El óleo sobre lienzo de Raúl Berzosa ha recorrido muchos países del mundo hasta llegar a la Ciudad del Vaticano, el epicentro de la religión católica donde no solo ha expuesto numerosos retratos de potífices sino que tuvo el encargo de pintar el sello por el 80 cumpleaños del Papa Francisco. Aunque Málaga, por razones evidentes, tiene buena parte de sus obras, como el techo del Oratorio de Santa María Reina, que llegó a ser elogiada por Benedicto XVI como la "Sixtina malagueña".

Reivindicar el arte sacro contemporáneo

Raúl Berzosa atiende con su pincel a la creciente demanda de arte sacro en continentes como Asia, África o Sudamérica. Sus obras beben la cultura visual, los videojuegos, el cine o el cómic del siglo XX. De Aracoeli, su discípula, bebe de la obra de Berzosa para confeccionar la suya propia. Aunque también se inspira en sus ambiciones y su conocimiento en Historia del Arte, carrera de la que está graduada por la Universidad de Málaga. "Marta hace un realismo mágico y está apostando por una pintura con estilo propio", asegura Berzosa.

"Se piensa que el arte sacro ha llegado a su máximo esplendor y yo en mi trabajo quiero resaltar que no, que sigue siendo importante en la actualidad", asegura la artista. Frente al pensamiento extendido de que ya existe un exceso de legado sacro del Renacimiento, del Barroco y de siglos anteriores, está la contemporaneidad del arte. La obra de Marta de Aracoeli rompe con los estereotipos tradicionales de la disciplina y "dialoga con la modernidad".

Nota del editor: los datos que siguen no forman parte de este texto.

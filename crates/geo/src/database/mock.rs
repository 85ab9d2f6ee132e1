//! In-memory database for testing.

use crate::database::GeoDatabase;
use crate::error::{ErrorKind, Result};
use crate::{GeoRecord, LocationInfo};
use std::collections::{HashMap, HashSet};
use std::net::IpAddr;
use std::sync::atomic::{AtomicUsize, Ordering};

/// In-memory [`GeoDatabase`] for testing.
///
/// Records live in a `HashMap` keyed by address; every call to
/// [`lookup`](GeoDatabase::lookup) is counted, so tests can observe whether
/// a cache answered instead of the database.
///
/// # Examples
///
/// ```
/// use ecs_geo::database::MockDatabase;
/// use ecs_geo::{GeoDatabase, LocationInfo};
///
/// let database = MockDatabase::new().with_location("9.9.9.9", LocationInfo {
///     country_code: Some("US".to_string()),
///     ..LocationInfo::NOT_FOUND
/// });
/// assert!(database.lookup("9.9.9.9".parse().unwrap()).unwrap().is_some());
/// assert!(database.lookup("8.8.4.4".parse().unwrap()).unwrap().is_none());
/// assert_eq!(database.queries(), 2);
/// ```
#[derive(Default)]
pub struct MockDatabase {
    records: HashMap<IpAddr, GeoRecord>,
    failing: HashSet<IpAddr>,
    queries: AtomicUsize,
}

impl MockDatabase {
    pub fn new() -> Self {
        Self::default()
    }

    /// Add (or replace the location of) a record.
    ///
    /// Panics on an unparseable address. If test setup is wrong, then test
    /// should not pass.
    pub fn with_location(mut self, address: &str, location: LocationInfo) -> Self {
        self.records.entry(Self::parse(address)).or_default().location = location;
        self
    }

    /// Add (or replace the AS name of) a record.
    pub fn with_as_name(mut self, address: &str, as_name: &str) -> Self {
        self.records.entry(Self::parse(address)).or_default().as_name = Some(as_name.to_string());
        self
    }

    /// Make every lookup of `address` fail as if the database were corrupt.
    pub fn with_failure(mut self, address: &str) -> Self {
        self.failing.insert(Self::parse(address));
        self
    }

    /// Number of lookups performed so far.
    pub fn queries(&self) -> usize {
        self.queries.load(Ordering::Relaxed)
    }

    fn parse(address: &str) -> IpAddr {
        let Ok(parsed) = address.parse() else {
            // The panic here is DELIBERATE. MockDatabase is intended to be
            // used in tests; panics are expected.
            panic!("MockDatabase: invalid address {address}");
        };
        parsed
    }
}

impl GeoDatabase for MockDatabase {
    fn describe(&self) -> String {
        format!("mock ({} records)", self.records.len())
    }

    fn lookup(&self, address: IpAddr) -> Result<Option<GeoRecord>> {
        self.queries.fetch_add(1, Ordering::Relaxed);
        if self.failing.contains(&address) {
            exn::bail!(ErrorKind::Lookup(address));
        }
        Ok(self.records.get(&address).cloned())
    }
}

Marta de Arcoeli pintando su última obra, "Inmaculada Cósmica", aún en vías de ser terminada

Marta de Aracoeli pintando su última obra, "Inmaculada Cósmica", aún en vías de ser terminada / L.O

Una "Inmaculada Cósmica"

De Aracoeli entiende el arte como un espacio donde convergen disciplinas. Y tiene obras entre manos. Entre los proyectos que está desarrollando se encuentra su "Inmaculada Cósmica", es decir, la Inmaculada Concepción, pero en clave astronómica. "Me inspiro en las nebulosas del espacio, en la astronomía, y lo conjunto todo con la iconografía de la Inmaculada Concepción", cuenta la joven. Para la artista, la sociedad dialoga constantemente entre la ciencia y la religión, "que siempre han parecido extremas".

La fe, un sentido a la vida

Marta es católica, pero no deja de sorprenderle la creciente tendencia de cristianismo entre la gente joven como ella. Y como en su arte, intenta darle una explicación. "Estamos en una sociedad muy convulsa donde todo va rápido, y donde cada vez hay más cosas que asustan como la inteligencia artificial o las redes sociales. La gente necesita creer en algo superior y darle un sentido a la vida", argumenta la pintora e historiadora del arte. "Es cierto que esta sociedad, a diferencia de otras generaciones, tenemos todas las necesidades cubiertas, pero aspiramos también a creer en algo y nuestra necesidad espiritual se acrecienta", concluye.